Supplied entries:
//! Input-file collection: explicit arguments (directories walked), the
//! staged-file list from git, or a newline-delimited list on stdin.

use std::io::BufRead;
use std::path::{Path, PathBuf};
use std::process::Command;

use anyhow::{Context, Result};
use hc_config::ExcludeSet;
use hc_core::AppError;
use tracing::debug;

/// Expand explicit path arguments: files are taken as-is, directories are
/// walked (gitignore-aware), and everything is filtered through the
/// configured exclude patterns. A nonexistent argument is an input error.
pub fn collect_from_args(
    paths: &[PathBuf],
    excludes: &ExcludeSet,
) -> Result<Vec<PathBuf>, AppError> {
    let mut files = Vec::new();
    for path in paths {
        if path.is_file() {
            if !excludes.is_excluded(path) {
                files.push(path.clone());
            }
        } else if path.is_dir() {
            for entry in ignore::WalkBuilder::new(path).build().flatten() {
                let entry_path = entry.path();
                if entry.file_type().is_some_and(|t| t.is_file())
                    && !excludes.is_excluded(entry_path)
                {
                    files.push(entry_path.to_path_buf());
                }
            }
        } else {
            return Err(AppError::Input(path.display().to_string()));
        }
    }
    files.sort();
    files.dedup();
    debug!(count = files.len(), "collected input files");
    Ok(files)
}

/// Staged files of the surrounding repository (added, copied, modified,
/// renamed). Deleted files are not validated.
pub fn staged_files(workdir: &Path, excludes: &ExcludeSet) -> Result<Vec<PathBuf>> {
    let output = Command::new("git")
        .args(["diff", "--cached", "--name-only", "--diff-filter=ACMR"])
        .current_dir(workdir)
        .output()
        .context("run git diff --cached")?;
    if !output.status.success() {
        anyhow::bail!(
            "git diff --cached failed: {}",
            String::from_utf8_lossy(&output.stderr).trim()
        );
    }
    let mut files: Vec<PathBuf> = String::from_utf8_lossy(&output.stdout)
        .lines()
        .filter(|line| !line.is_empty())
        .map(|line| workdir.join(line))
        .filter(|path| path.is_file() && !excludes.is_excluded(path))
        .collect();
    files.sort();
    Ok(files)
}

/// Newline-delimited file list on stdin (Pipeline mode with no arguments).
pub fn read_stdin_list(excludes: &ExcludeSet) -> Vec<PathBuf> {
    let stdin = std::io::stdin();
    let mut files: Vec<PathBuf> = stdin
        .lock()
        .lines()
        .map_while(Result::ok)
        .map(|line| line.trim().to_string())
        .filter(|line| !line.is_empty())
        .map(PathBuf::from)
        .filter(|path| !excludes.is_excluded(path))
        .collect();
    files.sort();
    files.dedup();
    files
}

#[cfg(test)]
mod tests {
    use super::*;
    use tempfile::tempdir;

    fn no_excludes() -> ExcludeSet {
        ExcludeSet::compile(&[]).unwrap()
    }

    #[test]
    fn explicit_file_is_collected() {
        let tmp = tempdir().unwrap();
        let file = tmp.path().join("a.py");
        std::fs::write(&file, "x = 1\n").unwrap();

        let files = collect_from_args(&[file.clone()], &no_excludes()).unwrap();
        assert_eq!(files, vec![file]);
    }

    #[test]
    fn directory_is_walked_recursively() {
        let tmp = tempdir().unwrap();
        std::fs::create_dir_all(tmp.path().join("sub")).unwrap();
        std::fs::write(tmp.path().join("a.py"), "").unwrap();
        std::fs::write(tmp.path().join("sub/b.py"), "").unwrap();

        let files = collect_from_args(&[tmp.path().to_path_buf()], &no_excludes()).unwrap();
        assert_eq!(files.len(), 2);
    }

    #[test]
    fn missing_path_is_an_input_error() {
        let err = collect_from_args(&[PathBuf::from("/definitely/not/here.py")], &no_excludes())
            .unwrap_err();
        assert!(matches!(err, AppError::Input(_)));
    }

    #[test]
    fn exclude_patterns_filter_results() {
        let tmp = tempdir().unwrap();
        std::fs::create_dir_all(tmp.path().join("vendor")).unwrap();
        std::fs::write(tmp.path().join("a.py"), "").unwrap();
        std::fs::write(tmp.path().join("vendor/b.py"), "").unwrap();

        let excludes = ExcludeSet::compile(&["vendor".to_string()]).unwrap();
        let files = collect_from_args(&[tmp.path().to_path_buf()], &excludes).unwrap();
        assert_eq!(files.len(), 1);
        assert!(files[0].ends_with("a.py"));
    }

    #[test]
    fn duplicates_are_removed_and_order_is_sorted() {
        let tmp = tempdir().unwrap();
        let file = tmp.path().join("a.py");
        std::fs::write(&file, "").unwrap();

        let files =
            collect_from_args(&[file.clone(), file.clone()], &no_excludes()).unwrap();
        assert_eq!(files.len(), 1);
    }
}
* * *
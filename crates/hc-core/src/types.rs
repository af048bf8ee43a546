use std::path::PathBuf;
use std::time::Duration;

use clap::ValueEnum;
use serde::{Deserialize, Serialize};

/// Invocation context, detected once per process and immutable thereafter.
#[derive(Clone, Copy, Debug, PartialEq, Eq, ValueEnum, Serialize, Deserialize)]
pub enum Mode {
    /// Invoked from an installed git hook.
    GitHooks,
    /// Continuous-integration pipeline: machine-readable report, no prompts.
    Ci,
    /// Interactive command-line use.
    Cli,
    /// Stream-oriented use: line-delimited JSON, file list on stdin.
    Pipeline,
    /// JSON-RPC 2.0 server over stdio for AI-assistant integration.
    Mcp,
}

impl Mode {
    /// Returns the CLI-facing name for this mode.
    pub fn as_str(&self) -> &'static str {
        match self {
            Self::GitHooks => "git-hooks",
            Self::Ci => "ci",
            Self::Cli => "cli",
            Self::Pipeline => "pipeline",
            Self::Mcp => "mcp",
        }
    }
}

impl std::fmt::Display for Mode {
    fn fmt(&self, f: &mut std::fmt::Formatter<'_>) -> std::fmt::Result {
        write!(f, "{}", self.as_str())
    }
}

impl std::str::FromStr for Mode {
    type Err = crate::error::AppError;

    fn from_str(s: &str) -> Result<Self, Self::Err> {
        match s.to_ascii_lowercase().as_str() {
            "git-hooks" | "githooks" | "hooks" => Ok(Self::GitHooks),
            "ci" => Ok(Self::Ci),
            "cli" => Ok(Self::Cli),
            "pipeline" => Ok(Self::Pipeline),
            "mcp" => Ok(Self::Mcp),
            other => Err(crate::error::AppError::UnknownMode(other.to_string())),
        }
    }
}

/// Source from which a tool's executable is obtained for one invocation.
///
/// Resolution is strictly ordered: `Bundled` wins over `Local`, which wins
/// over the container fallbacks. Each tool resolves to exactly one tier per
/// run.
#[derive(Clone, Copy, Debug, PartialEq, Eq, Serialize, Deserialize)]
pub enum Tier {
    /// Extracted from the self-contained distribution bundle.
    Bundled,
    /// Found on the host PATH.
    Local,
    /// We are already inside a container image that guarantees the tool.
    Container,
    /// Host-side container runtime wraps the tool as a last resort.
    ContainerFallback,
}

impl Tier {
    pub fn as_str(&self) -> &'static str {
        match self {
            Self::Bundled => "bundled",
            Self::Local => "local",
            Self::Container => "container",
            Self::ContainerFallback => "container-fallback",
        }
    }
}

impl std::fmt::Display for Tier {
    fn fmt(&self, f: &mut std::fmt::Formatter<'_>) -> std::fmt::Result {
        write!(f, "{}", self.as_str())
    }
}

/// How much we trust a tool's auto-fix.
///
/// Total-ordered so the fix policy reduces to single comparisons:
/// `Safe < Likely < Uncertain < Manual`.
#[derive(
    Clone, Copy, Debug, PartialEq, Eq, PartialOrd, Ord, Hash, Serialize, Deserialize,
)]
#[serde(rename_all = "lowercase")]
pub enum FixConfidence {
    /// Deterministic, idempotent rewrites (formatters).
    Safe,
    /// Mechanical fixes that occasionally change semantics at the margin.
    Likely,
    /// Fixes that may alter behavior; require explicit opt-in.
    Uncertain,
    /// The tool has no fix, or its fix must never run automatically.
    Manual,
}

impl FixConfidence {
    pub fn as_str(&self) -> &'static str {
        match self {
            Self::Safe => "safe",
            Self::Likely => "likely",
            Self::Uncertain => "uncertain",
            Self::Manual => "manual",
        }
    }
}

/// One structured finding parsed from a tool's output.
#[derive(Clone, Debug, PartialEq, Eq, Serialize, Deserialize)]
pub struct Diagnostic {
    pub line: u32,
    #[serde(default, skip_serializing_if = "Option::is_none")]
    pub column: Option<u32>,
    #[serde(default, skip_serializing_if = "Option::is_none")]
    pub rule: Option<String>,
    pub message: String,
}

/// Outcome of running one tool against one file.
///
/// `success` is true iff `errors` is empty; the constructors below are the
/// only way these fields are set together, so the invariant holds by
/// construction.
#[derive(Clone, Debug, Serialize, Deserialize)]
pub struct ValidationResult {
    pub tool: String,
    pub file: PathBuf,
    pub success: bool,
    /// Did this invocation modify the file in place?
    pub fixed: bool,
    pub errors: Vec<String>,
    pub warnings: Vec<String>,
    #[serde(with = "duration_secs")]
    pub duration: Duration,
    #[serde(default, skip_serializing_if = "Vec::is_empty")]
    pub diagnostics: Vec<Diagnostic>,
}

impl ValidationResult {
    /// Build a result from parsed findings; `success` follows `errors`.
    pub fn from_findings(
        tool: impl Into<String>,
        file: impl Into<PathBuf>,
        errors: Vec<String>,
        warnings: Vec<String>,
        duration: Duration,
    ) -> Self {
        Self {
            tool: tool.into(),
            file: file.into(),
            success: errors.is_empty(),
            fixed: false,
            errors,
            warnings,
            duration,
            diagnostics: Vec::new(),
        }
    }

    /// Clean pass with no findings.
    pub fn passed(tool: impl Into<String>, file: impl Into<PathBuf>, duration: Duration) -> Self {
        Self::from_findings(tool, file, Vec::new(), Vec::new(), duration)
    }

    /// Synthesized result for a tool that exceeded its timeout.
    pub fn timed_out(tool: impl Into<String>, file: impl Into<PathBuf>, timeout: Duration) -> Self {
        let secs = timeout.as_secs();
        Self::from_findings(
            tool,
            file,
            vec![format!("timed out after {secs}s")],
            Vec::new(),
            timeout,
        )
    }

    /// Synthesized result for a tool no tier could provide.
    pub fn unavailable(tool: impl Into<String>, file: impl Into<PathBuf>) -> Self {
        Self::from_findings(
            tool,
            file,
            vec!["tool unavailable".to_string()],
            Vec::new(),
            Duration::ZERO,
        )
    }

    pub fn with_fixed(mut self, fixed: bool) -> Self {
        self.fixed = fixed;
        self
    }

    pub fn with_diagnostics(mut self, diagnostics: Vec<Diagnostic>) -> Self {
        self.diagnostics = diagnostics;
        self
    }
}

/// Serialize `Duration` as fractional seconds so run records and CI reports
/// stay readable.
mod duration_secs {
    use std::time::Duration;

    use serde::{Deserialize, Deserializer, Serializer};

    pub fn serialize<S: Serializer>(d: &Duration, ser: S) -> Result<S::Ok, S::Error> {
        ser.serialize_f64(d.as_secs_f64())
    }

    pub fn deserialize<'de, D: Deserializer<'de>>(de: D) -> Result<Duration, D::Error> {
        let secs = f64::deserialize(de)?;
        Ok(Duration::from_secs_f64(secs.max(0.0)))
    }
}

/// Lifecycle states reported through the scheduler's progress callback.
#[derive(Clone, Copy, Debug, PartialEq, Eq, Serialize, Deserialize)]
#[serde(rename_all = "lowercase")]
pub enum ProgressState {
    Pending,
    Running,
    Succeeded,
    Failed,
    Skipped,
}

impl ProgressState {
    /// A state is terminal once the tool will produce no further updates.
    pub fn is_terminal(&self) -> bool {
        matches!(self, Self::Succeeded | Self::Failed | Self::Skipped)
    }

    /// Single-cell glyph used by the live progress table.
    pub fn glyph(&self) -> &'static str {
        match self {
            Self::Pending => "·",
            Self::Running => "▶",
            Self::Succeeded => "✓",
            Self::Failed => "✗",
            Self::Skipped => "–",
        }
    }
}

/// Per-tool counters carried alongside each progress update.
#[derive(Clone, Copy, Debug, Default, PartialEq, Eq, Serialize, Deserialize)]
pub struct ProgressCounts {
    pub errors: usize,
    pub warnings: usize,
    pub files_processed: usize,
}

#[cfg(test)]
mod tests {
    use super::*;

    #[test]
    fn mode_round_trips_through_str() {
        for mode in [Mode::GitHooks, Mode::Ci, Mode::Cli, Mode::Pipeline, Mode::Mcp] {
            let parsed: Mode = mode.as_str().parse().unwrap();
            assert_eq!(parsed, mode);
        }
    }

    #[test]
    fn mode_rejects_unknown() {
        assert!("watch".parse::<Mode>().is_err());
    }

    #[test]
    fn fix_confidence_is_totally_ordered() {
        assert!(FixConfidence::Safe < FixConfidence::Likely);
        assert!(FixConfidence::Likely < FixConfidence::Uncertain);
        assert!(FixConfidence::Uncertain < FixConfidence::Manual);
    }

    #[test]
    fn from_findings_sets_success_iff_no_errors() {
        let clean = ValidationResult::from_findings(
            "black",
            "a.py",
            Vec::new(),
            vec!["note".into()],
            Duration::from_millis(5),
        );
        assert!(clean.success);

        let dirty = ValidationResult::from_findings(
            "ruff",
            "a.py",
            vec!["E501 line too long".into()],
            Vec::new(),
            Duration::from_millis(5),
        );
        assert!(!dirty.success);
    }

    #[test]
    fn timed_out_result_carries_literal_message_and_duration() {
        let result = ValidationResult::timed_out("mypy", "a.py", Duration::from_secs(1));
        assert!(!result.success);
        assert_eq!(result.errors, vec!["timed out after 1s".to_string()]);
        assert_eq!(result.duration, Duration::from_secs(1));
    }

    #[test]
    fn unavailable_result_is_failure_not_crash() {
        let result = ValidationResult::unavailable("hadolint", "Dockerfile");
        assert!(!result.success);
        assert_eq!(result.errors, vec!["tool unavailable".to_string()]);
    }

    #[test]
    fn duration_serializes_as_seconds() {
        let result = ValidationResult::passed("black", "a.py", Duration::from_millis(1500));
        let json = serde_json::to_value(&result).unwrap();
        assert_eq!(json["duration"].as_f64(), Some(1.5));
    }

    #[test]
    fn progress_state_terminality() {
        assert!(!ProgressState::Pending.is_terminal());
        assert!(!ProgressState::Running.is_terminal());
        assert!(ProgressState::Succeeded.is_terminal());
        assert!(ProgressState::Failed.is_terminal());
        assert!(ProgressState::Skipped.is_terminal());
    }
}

About this exercise:
Search the data above for lines holding "which" and copy each of them.

Response area:
/// Source from which a tool's executable is obtained for one invocation.
/// Resolution is strictly ordered: `Bundled` wins over `Local`, which wins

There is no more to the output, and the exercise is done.